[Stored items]
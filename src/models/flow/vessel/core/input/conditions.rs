use crate::{
    models::flow::vessel::core::{ChokingKind, ChokingRatio, Process},
    support::gas::flow,
};

/// Smallest stopping margin `Pf/P2 − 1`; keeps the integral away from its singularity.
pub(crate) const MIN_MARGIN: f64 = 1e-6;

/// Largest stopping margin.
pub(crate) const MAX_MARGIN: f64 = 0.1;

/// Vessel and supply pressures in Pa.
#[derive(Debug, Clone, Copy, PartialEq)]
pub(crate) enum Pressures {
    /// Vessel at `p1` vents to `p2`.
    Blowdown { p1: f64, p2: f64 },
    /// Vessel at `p1` fills to `p2` from a supply at `ps`.
    Filling { p1: f64, p2: f64, ps: f64 },
}

/// Validated process conditions as plain SI scalars.
#[derive(Debug, Clone, PartialEq)]
pub(crate) struct Conditions {
    pub(crate) pressures: Pressures,
    pub(crate) volume: f64,
    pub(crate) temperature: f64,
    pub(crate) length: f64,
    pub(crate) cd: f64,
    pub(crate) epsilon: f64,
    pub(crate) gamma: f64,
    pub(crate) r: f64,
    pub(crate) mu: f64,
    pub(crate) gas: String,
}

impl Conditions {
    pub(crate) fn process(&self) -> Process {
        match self.pressures {
            Pressures::Blowdown { .. } => Process::Blowdown,
            Pressures::Filling { .. } => Process::Filling,
        }
    }

    /// Initial vessel pressure.
    pub(crate) fn p1(&self) -> f64 {
        match self.pressures {
            Pressures::Blowdown { p1, .. } | Pressures::Filling { p1, .. } => p1,
        }
    }

    /// Stopping margin, `ε` clamped to `[MIN_MARGIN, MAX_MARGIN]`.
    pub(crate) fn margin(&self) -> f64 {
        margin(self.epsilon)
    }

    /// Pressure at which the transfer counts as complete.
    pub(crate) fn final_pressure(&self) -> f64 {
        final_pressure(self.pressures, self.epsilon)
    }

    pub(crate) fn rt(&self) -> f64 {
        self.r * self.temperature
    }

    /// Relative residual tolerance, `max(ε, floor)`.
    pub(crate) fn tolerance(&self, floor: f64) -> f64 {
        self.epsilon.max(floor)
    }

    /// Initial choking ratio: `P2/P1` for blowdown, `P1/Ps` for filling.
    pub(crate) fn choking_ratio(&self) -> ChokingRatio {
        let (kind, value) = match self.pressures {
            Pressures::Blowdown { p1, p2 } => (ChokingKind::DownstreamOverUpstream, p2 / p1),
            Pressures::Filling { p1, ps, .. } => (ChokingKind::VesselOverSupply, p1 / ps),
        };
        ChokingRatio {
            kind,
            value,
            critical: flow::critical_pressure_ratio(self.gamma),
            choked: flow::is_choked(self.gamma, value),
        }
    }

    /// Initial `(upstream, downstream)` pressures across the restriction.
    pub(crate) fn initial_drive(&self) -> (f64, f64) {
        match self.pressures {
            Pressures::Blowdown { p1, p2 } => (p1, p2),
            Pressures::Filling { p1, ps, .. } => (ps, p1),
        }
    }
}

pub(crate) fn margin(epsilon: f64) -> f64 {
    epsilon.clamp(MIN_MARGIN, MAX_MARGIN)
}

pub(crate) fn final_pressure(pressures: Pressures, epsilon: f64) -> f64 {
    match pressures {
        Pressures::Blowdown { p2, .. } => p2 * (1.0 + margin(epsilon)),
        Pressures::Filling { p2, .. } => p2 * (1.0 - margin(epsilon)),
    }
}

/// Relative residual `|t − target| / max(target, 1e-9)`.
pub(crate) fn relative_residual(time: f64, target: f64) -> f64 {
    (time - target).abs() / target.max(1e-9)
}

**How to complete this task**
Give back the data above exactly as it appears.

**Solution to this exercise**
filename src/models/flow/vessel/core/input/conditions.rs
use crate::{
    models::flow::vessel::core::{ChokingKind, ChokingRatio, Process},
    support::gas::flow,
};

/// Smallest stopping margin `Pf/P2 − 1`; keeps the integral away from its singularity.
pub(crate) const MIN_MARGIN: f64 = 1e-6;

/// Largest stopping margin.
pub(crate) const MAX_MARGIN: f64 = 0.1;

/// Vessel and supply pressures in Pa.
#[derive(Debug, Clone, Copy, PartialEq)]
pub(crate) enum Pressures {
    /// Vessel at `p1` vents to `p2`.
    Blowdown { p1: f64, p2: f64 },
    /// Vessel at `p1` fills to `p2` from a supply at `ps`.
    Filling { p1: f64, p2: f64, ps: f64 },
}

/// Validated process conditions as plain SI scalars.
#[derive(Debug, Clone, PartialEq)]
pub(crate) struct Conditions {
    pub(crate) pressures: Pressures,
    pub(crate) volume: f64,
    pub(crate) temperature: f64,
    pub(crate) length: f64,
    pub(crate) cd: f64,
    pub(crate) epsilon: f64,
    pub(crate) gamma: f64,
    pub(crate) r: f64,
    pub(crate) mu: f64,
    pub(crate) gas: String,
}

impl Conditions {
    pub(crate) fn process(&self) -> Process {
        match self.pressures {
            Pressures::Blowdown { .. } => Process::Blowdown,
            Pressures::Filling { .. } => Process::Filling,
        }
    }

    /// Initial vessel pressure.
    pub(crate) fn p1(&self) -> f64 {
        match self.pressures {
            Pressures::Blowdown { p1, .. } | Pressures::Filling { p1, .. } => p1,
        }
    }

    /// Stopping margin, `ε` clamped to `[MIN_MARGIN, MAX_MARGIN]`.
    pub(crate) fn margin(&self) -> f64 {
        margin(self.epsilon)
    }

    /// Pressure at which the transfer counts as complete.
    pub(crate) fn final_pressure(&self) -> f64 {
        final_pressure(self.pressures, self.epsilon)
    }

    pub(crate) fn rt(&self) -> f64 {
        self.r * self.temperature
    }

    /// Relative residual tolerance, `max(ε, floor)`.
    pub(crate) fn tolerance(&self, floor: f64) -> f64 {
        self.epsilon.max(floor)
    }

    /// Initial choking ratio: `P2/P1` for blowdown, `P1/Ps` for filling.
    pub(crate) fn choking_ratio(&self) -> ChokingRatio {
        let (kind, value) = match self.pressures {
            Pressures::Blowdown { p1, p2 } => (ChokingKind::DownstreamOverUpstream, p2 / p1),
            Pressures::Filling { p1, ps, .. } => (ChokingKind::VesselOverSupply, p1 / ps),
        };
        ChokingRatio {
            kind,
            value,
            critical: flow::critical_pressure_ratio(self.gamma),
            choked: flow::is_choked(self.gamma, value),
        }
    }

    /// Initial `(upstream, downstream)` pressures across the restriction.
    pub(crate) fn initial_drive(&self) -> (f64, f64) {
        match self.pressures {
            Pressures::Blowdown { p1, p2 } => (p1, p2),
            Pressures::Filling { p1, ps, .. } => (ps, p1),
        }
    }
}

pub(crate) fn margin(epsilon: f64) -> f64 {
    epsilon.clamp(MIN_MARGIN, MAX_MARGIN)
}

pub(crate) fn final_pressure(pressures: Pressures, epsilon: f64) -> f64 {
    match pressures {
        Pressures::Blowdown { p2, .. } => p2 * (1.0 + margin(epsilon)),
        Pressures::Filling { p2, .. } => p2 * (1.0 - margin(epsilon)),
    }
}

/// Relative residual `|t − target| / max(target, 1e-9)`.
pub(crate) fn relative_residual(time: f64, target: f64) -> f64 {
    (time - target).abs() / target.max(1e-9)
}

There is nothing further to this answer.